Several open clusters can be discovered embedded in the nebula. All of them are parts of the giant OB association called the Carina OB1 association. Trumpler 14 is one of the youngest known open clusters in the sky, its age is only a few hundred thousand years. Trumpler 16, another cluster in the region, contains WR 25 a Wolf-Rayet star, which is the most luminous star we know in our galaxy. Although WR 25 is much brighter than Eta Carinae and they are at the same distance, WR 25 is located inside a dense cloud of dust which absorbs most of its light, so it looks dimmer than Eta Carinae.
One of the most characteristic parts of the nebula is the dark patch right next to Eta Carinae, which was named the Keyhole by John Herschel. It is a formation consisting of dense gases and dust absorbing the light coming from objects behind it. The Homunculus Nebula, also known as The Little Man Nebula, is a bipolar nebula around star system Eta Carinae formed of gas ejected by the members of the system. It is not visible in the picture because Its apparent size is only 18" and it is washed out by the light of Eta Carinae. There was an extremely detailed picture taken of one of the pillars in the area by the new WFC3 camera of HST for the 20th anniversary of the space telescope. The picture was named the Mystic Mountain, because the area full of dense gas looked similar to a mountain.

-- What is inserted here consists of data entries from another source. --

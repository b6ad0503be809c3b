//! CRUD operations, body validation and CSV export over a store session.

mod crud;
mod export;
mod validation;
pub use crud::CrudService;
pub use export::{export_csv, export_filename};
pub use validation::RequestValidator;
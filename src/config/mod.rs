pub mod types;
pub mod loader;
pub mod validator;
pub mod resolved;
pub mod settings;

pub use types::*;
pub use loader::*;
pub use validator::*;
pub use resolved::*;
pub use settings::*;
//! Entity encoding: flat (display attributes only) and relationship-aware (bounded depth,
//! cycle-safe expansion of requested relationships).

use crate::config::{RelationshipKind, ResolvedEntity, ResolvedModel};
use crate::graph::{EntityGraph, Link, Record, RecordKey};
use crate::store::Row;
use crate::value::Scalar;
use serde_json::{Map, Value};
use std::collections::HashSet;

pub const DEFAULT_MAX_DEPTH: u32 = 2;

/// Display attributes under their external names. A value that cannot be encoded is
/// emitted as null under its attribute name.
pub fn encode_attributes(entity: &ResolvedEntity, row: &Row) -> Map<String, Value> {
    let mut fields = Map::new();
    for attr in &entity.display_members {
        match row.get(attr).map(Scalar::to_json).unwrap_or(Ok(Value::Null)) {
            Ok(v) => {
                fields.insert(entity.alias(attr).to_string(), v);
            }
            Err(e) => {
                tracing::warn!(entity = %entity.name, attribute = %attr, error = %e, "attribute not encodable");
                fields.insert(attr.clone(), Value::Null);
            }
        }
    }
    fields
}

pub fn encode_flat(entity: &ResolvedEntity, row: &Row) -> Value {
    Value::Object(encode_attributes(entity, row))
}

/// Walks a loaded [`EntityGraph`]. Each root starts with a fresh visited set; every
/// expansion hands its children a copy that includes itself, so siblings never see
/// each other's records.
pub struct RelationEncoder<'a> {
    model: &'a ResolvedModel,
    graph: &'a EntityGraph,
    relationships: &'a [&'a str],
    max_depth: u32,
}

impl<'a> RelationEncoder<'a> {
    pub fn new(
        model: &'a ResolvedModel,
        graph: &'a EntityGraph,
        relationships: &'a [&'a str],
        max_depth: u32,
    ) -> Self {
        RelationEncoder {
            model,
            graph,
            relationships,
            max_depth,
        }
    }

    pub fn encode_roots(&self) -> Vec<Value> {
        self.graph.roots().map(|r| self.encode(r)).collect()
    }

    pub fn encode(&self, record: &Record) -> Value {
        self.encode_at(record, self.max_depth, &HashSet::new())
    }

    fn encode_at(&self, record: &Record, depth: u32, visited: &HashSet<RecordKey>) -> Value {
        let Some(entity) = self.model.entity_by_path(&record.key.entity) else {
            return Value::Null;
        };
        if depth == 0 || visited.contains(&record.key) {
            return identity(entity, record);
        }
        let mut visited = visited.clone();
        visited.insert(record.key.clone());

        let mut fields = encode_attributes(entity, &record.values);
        for rel in entity
            .relationships
            .iter()
            .filter(|r| self.relationships.contains(&r.name.as_str()))
        {
            let value = match record.links.get(&rel.name) {
                Some(Link::One(Some(key))) => self.child(key, depth - 1, &visited),
                Some(Link::One(None)) => Value::Null,
                Some(Link::Many(keys)) => Value::Array(
                    keys.iter()
                        .map(|k| self.child(k, depth - 1, &visited))
                        .collect(),
                ),
                None => match rel.direction {
                    RelationshipKind::ToOne => Value::Null,
                    RelationshipKind::ToMany => Value::Array(Vec::new()),
                },
            };
            fields.insert(entity.alias(&rel.name).to_string(), value);
        }
        Value::Object(fields)
    }

    fn child(&self, key: &RecordKey, depth: u32, visited: &HashSet<RecordKey>) -> Value {
        self.graph
            .get(key)
            .map(|r| self.encode_at(r, depth, visited))
            .unwrap_or(Value::Null)
    }
}

/// Depth-limited fallback: the record's primary key value.
fn identity(entity: &ResolvedEntity, record: &Record) -> Value {
    record
        .values
        .get(&entity.pk_column)
        .and_then(|v| v.to_json().ok())
        .unwrap_or(Value::Null)
}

Many EGGs (evaporating gas globules) can also be found in the picture. These look small, well defined dark spots in the picture. Stellar wind of the stars around them has compressed the gas they are formed of, while the strong UV radiation reaching their surface continuously evaporating them, hence the name evaporating gas globule, or EGG. In the picture it is clearly visible that their perimeter is brighter where the strong ionising radiation reaches them, making the gases to glow.
The star Eta Carinae
Eta Carinae is a multiple star system about 7800 light-years from us, consisting of at least two stars. It is surrounded by dense interstellar medium, which makes its observation difficult. Even its binary structure could not been confirmed until 2005. The combined luminosity of the members of the system exceeds five million times the luminosity of our Sun.
Eta Carinae was known as a 4th magnitude star without any interesting feature until its first eruption between 1837 and 1843. In those years it became the second brightest star in the sky, that period is called the Period of Great Eruption. After that, in about a decade, its brightness decreased continuously much below its original brightness. In the 1940s it started to brighten again, reaching 4.5 magnitude in 2014.

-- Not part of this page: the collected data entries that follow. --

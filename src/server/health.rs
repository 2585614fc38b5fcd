//! Health check endpoint for liveness probes.

use axum::http::StatusCode;

/// Returns 200 OK with the text "OK" while the server is accepting
/// connections. Intended for load balancers and orchestration probes.
pub async fn health_handler() -> (StatusCode, &'static str) {
    (StatusCode::OK, "OK")
}

#[cfg(test)]
mod tests {
    use super::*;

    #[tokio::test]
    async fn health_returns_200_ok() {
        let (status, body) = health_handler().await;
        assert_eq!(status, StatusCode::OK);
        assert_eq!(body, "OK");
    }
}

The eruption in 1843 looked like a supernova-explosion, but the star did not collapse in the way regular supernovae used to. Its brightening in the past few decades showed that Eta Carinae's eruption was not a real supernova-explosion. Stars showing this kind of behaviour are called supernova impostors.
Because of its extraordinary performance, Eta Carinae got in the spotlight of many researches. It turned out that Eta Carinae is not a single star, but a stellar system in which at least two giant stars are orbiting each other.

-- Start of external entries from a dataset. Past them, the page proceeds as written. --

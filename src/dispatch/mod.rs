//! Best-effort fan-out of a rendered announcement to destination channels.
//!
//! A dispatch opens one transport session, sends to every destination in
//! configured order, and closes the session exactly once after the loop -
//! success or failure. Per-destination failures are recorded and logged but
//! never abort the batch: one bad channel id must not block the others.
//! There are no retries; the webhook platform re-delivers undelivered hooks,
//! which is relied upon instead of internal retry logic.

use std::fmt;
use std::future::Future;
use std::time::Duration;

use tracing::{debug, info, warn};

use crate::types::ChannelId;

/// A handle to the messaging transport, able to open per-dispatch sessions.
///
/// Sessions are created per `dispatch` call and released per call; a session
/// must not be reused across dispatches or shared across concurrent pipeline
/// executions.
pub trait Transport: Send + Sync {
    /// The transport's error type, rendered into per-destination reasons.
    type Error: fmt::Display + Send;

    /// An open session that can deliver messages.
    type Session: TransportSession<Error = Self::Error> + Send;

    /// Opens a session for one dispatch.
    fn connect(&self) -> impl Future<Output = Result<Self::Session, Self::Error>> + Send;
}

/// An open transport session.
pub trait TransportSession {
    type Error: fmt::Display + Send;

    /// Delivers `text` to a single destination channel.
    fn send(
        &self,
        destination: ChannelId,
        text: &str,
    ) -> impl Future<Output = Result<(), Self::Error>> + Send;

    /// Releases the session. Called exactly once, after the whole batch.
    fn close(self) -> impl Future<Output = ()> + Send;
}

/// The delivery outcome for a single destination.
#[derive(Debug, Clone, PartialEq, Eq)]
pub enum DeliveryOutcome {
    /// The transport accepted the message.
    Sent,
    /// Delivery failed; the remaining destinations were still attempted.
    Failed { reason: String },
}

/// One `(destination, outcome)` pair of a dispatch.
#[derive(Debug, Clone, PartialEq, Eq)]
pub struct DispatchEntry {
    pub destination: ChannelId,
    pub outcome: DeliveryOutcome,
}

/// The per-destination record of one dispatch, in configured order.
#[derive(Debug, Clone, Default, PartialEq, Eq)]
pub struct DispatchReport {
    pub entries: Vec<DispatchEntry>,
}

impl DispatchReport {
    /// Number of destinations the transport accepted.
    pub fn delivered(&self) -> usize {
        self.entries
            .iter()
            .filter(|e| e.outcome == DeliveryOutcome::Sent)
            .count()
    }

    /// Number of destinations that failed.
    pub fn failed(&self) -> usize {
        self.entries.len() - self.delivered()
    }
}

/// Sends `message` to every destination, sequentially and best-effort.
///
/// Each send is bounded by `per_send_timeout`; a timeout is recorded as a
/// failure for that destination and the loop continues. A connect failure
/// marks every destination failed, since nothing could be attempted.
pub async fn dispatch<T: Transport>(
    transport: &T,
    message: &str,
    destinations: &[ChannelId],
    per_send_timeout: Duration,
) -> DispatchReport {
    let session = match transport.connect().await {
        Ok(session) => session,
        Err(error) => {
            warn!(error = %error, "transport connect failed; no deliveries attempted");
            return DispatchReport {
                entries: destinations
                    .iter()
                    .map(|&destination| DispatchEntry {
                        destination,
                        outcome: DeliveryOutcome::Failed {
                            reason: format!("connect failed: {error}"),
                        },
                    })
                    .collect(),
            };
        }
    };

    let mut entries = Vec::with_capacity(destinations.len());
    for &destination in destinations {
        let outcome = match tokio::time::timeout(per_send_timeout, session.send(destination, message))
            .await
        {
            Ok(Ok(())) => {
                info!(channel = %destination, "announcement delivered");
                DeliveryOutcome::Sent
            }
            Ok(Err(error)) => {
                warn!(channel = %destination, error = %error, "delivery failed");
                DeliveryOutcome::Failed {
                    reason: error.to_string(),
                }
            }
            Err(_) => {
                warn!(channel = %destination, "delivery timed out");
                DeliveryOutcome::Failed {
                    reason: "timeout".to_string(),
                }
            }
        };
        entries.push(DispatchEntry {
            destination,
            outcome,
        });
    }

    // One release for the whole batch, regardless of per-destination results.
    session.close().await;
    debug!(
        delivered = entries
            .iter()
            .filter(|e| e.outcome == DeliveryOutcome::Sent)
            .count(),
        total = entries.len(),
        "dispatch finished"
    );

    DispatchReport { entries }
}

The smaller star is blue giant star of spectral class O, aged about 3 million years. Its mass is about 30 solar masses. The bigger star is a luminous blue variable star, also about 3 million years old, and it is at least 100 times more massive than our Sun.
Because the expected life span of a star and the way they end is highly affected by their initial mass, Eta Carinae is very probably near to the end of its life. Stars heavier than 60 solar masses reach their end of life usually within less then 3 million years, when their core collapses and they become black holes. Giant stars with low metallicity can collapse into a black hole without a visible explosion, but massive stars with high metallicity may produce a spectacular supernova explosion. In astrophysics elements heavier than helium are simply considered metallic, and stars' metallicity means the amount of metallic elements they contain.
There are a lot of factors in case of Eta Carinae which make predictions about its destiny difficult if not impossible. Eta Carinae is the only one of its kind, we don't know any other system with similar characteristics neither in Milky Way, nor in any other galaxy. Also impacts of its companion star cause a lot of unpredictability. It is certain though, that the bigger star in Eta Carinae system is very close to the end of its life, which is also indicated by its former eruptions, it may collapse into a black hole at any moment. Probably it will produce a supernova explosion reaching -4 magnitude of brightness, which will be the brightest supernova we have ever known.